Dagger in the heart. I’m working my butt off right now. I’m in a new job. Trying to get myself immersed in a new business, meet and motivate a new team. Right a ship that hasn’t been right in a while. It’s a lot to take on but I’m committed. And it’s actually kind of fun – I love a challenge. The steeper the hill, the faster I start climbing. If I need to get in by 7a.m. I do it. If I need to stay until 7p.m. I do it. Ideally not both of those on the same day, otherwise I miss my kids entirely. But it happens on occasion. In fact, just today I took a one day trip to the mid-west. I caught a flight at 6:15 in the morning, returned home (not yet, I’m writing this on the return flight) by 8 in the evening. I’ll get a tuck in if I’m lucky.

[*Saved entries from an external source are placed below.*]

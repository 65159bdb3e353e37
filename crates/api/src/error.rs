use axum::http::StatusCode;
use axum::response::{IntoResponse, Response};
use openmic_core::error::CoreError;
use serde_json::json;

/// Application-level error type for HTTP handlers.
///
/// Wraps [`CoreError`] for domain errors and adds HTTP-specific variants.
/// Implements [`IntoResponse`] to produce consistent JSON error responses.
#[derive(Debug, thiserror::Error)]
pub enum AppError {
    /// A domain-level error from `openmic_core` or the booking services.
    #[error(transparent)]
    Core(#[from] CoreError),

    /// A bad request with a human-readable message.
    #[error("Bad request: {0}")]
    BadRequest(String),

    /// An internal error with a human-readable message.
    #[error("Internal error: {0}")]
    InternalError(String),
}

/// Convenience type alias for handler return values.
pub type AppResult<T> = Result<T, AppError>;

fn internal() -> (StatusCode, &'static str, String) {
    (
        StatusCode::INTERNAL_SERVER_ERROR,
        "INTERNAL_ERROR",
        "An internal error occurred".to_string(),
    )
}

impl IntoResponse for AppError {
    fn into_response(self) -> Response {
        let (status, code, message) = match &self {
            // --- CoreError variants ---
            AppError::Core(core) => match core {
                CoreError::NotFound { entity, id } => (
                    StatusCode::NOT_FOUND,
                    "NOT_FOUND",
                    format!("{entity} with id {id} not found"),
                ),
                CoreError::Validation(msg) => {
                    (StatusCode::BAD_REQUEST, "VALIDATION_ERROR", msg.clone())
                }
                CoreError::Conflict(msg) => (StatusCode::CONFLICT, "CONFLICT", msg.clone()),
                CoreError::Unauthorized(msg) => {
                    (StatusCode::UNAUTHORIZED, "UNAUTHORIZED", msg.clone())
                }
                CoreError::Forbidden(msg) => (StatusCode::FORBIDDEN, "FORBIDDEN", msg.clone()),
                CoreError::InvalidRole(msg) => {
                    (StatusCode::FORBIDDEN, "INVALID_ROLE", msg.clone())
                }
                CoreError::Internal(msg) => {
                    tracing::error!(error = %msg, "Internal core error");
                    internal()
                }
                CoreError::Store(err) => {
                    tracing::error!(error = %err, "Entity store error");
                    internal()
                }
            },

            // --- HTTP-specific errors ---
            AppError::BadRequest(msg) => (StatusCode::BAD_REQUEST, "BAD_REQUEST", msg.clone()),
            AppError::InternalError(msg) => {
                tracing::error!(error = %msg, "Internal error");
                internal()
            }
        };

        let body = json!({
            "error": message,
            "code": code,
        });

        (status, axum::Json(body)).into_response()
    }
}
//! Route definitions for the `/users` resource.
//!
//! All endpoints require authentication.

use axum::routing::{get, post, put};
use axum::Router;

use crate::handlers::users;
use crate::state::AppState;

/// Routes mounted at `/users`.
///
/// ```text
/// GET    /me                            -> get_me
/// PUT    /me                            -> update_me
/// PUT    /me/notification-preferences   -> update_notification_preferences
/// POST   /me/reconcile                  -> reconcile_me
/// ```
pub fn router() -> Router<AppState> {
    Router::new()
        .route("/me", get(users::get_me).put(users::update_me))
        .route(
            "/me/notification-preferences",
            put(users::update_notification_preferences),
        )
        .route("/me/reconcile", post(users::reconcile_me))
}
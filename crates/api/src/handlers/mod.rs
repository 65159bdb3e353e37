pub mod events;
pub mod notifications;
pub mod users;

After interviewee wounded me as only other mothers can do, I fell into a fiery guilt spiral. I panicked about the summer because I will be traveling for three out of four weeks in June. In a frenzied I need to see my kids panic, I started doing the math on flying home between business trips, to and from NY on red eyes each weekend. The hours and the cost weren’t adding up. I had to face facts. I won’t see my kids for the first few weeks of summer vacation. My husband will shuttle them to and from camp or swimming or whatever activity they are signed up for that week. He will fix and eat dinner with them. And I will talk to them on the phone every night and bring gifts back from wherever I’ve been. Guilt flames fanned, roaring, in fact.
Until, an unexpected but not unwelcome dousing…(forgive me, I’m going to take this fire metaphor all the way)…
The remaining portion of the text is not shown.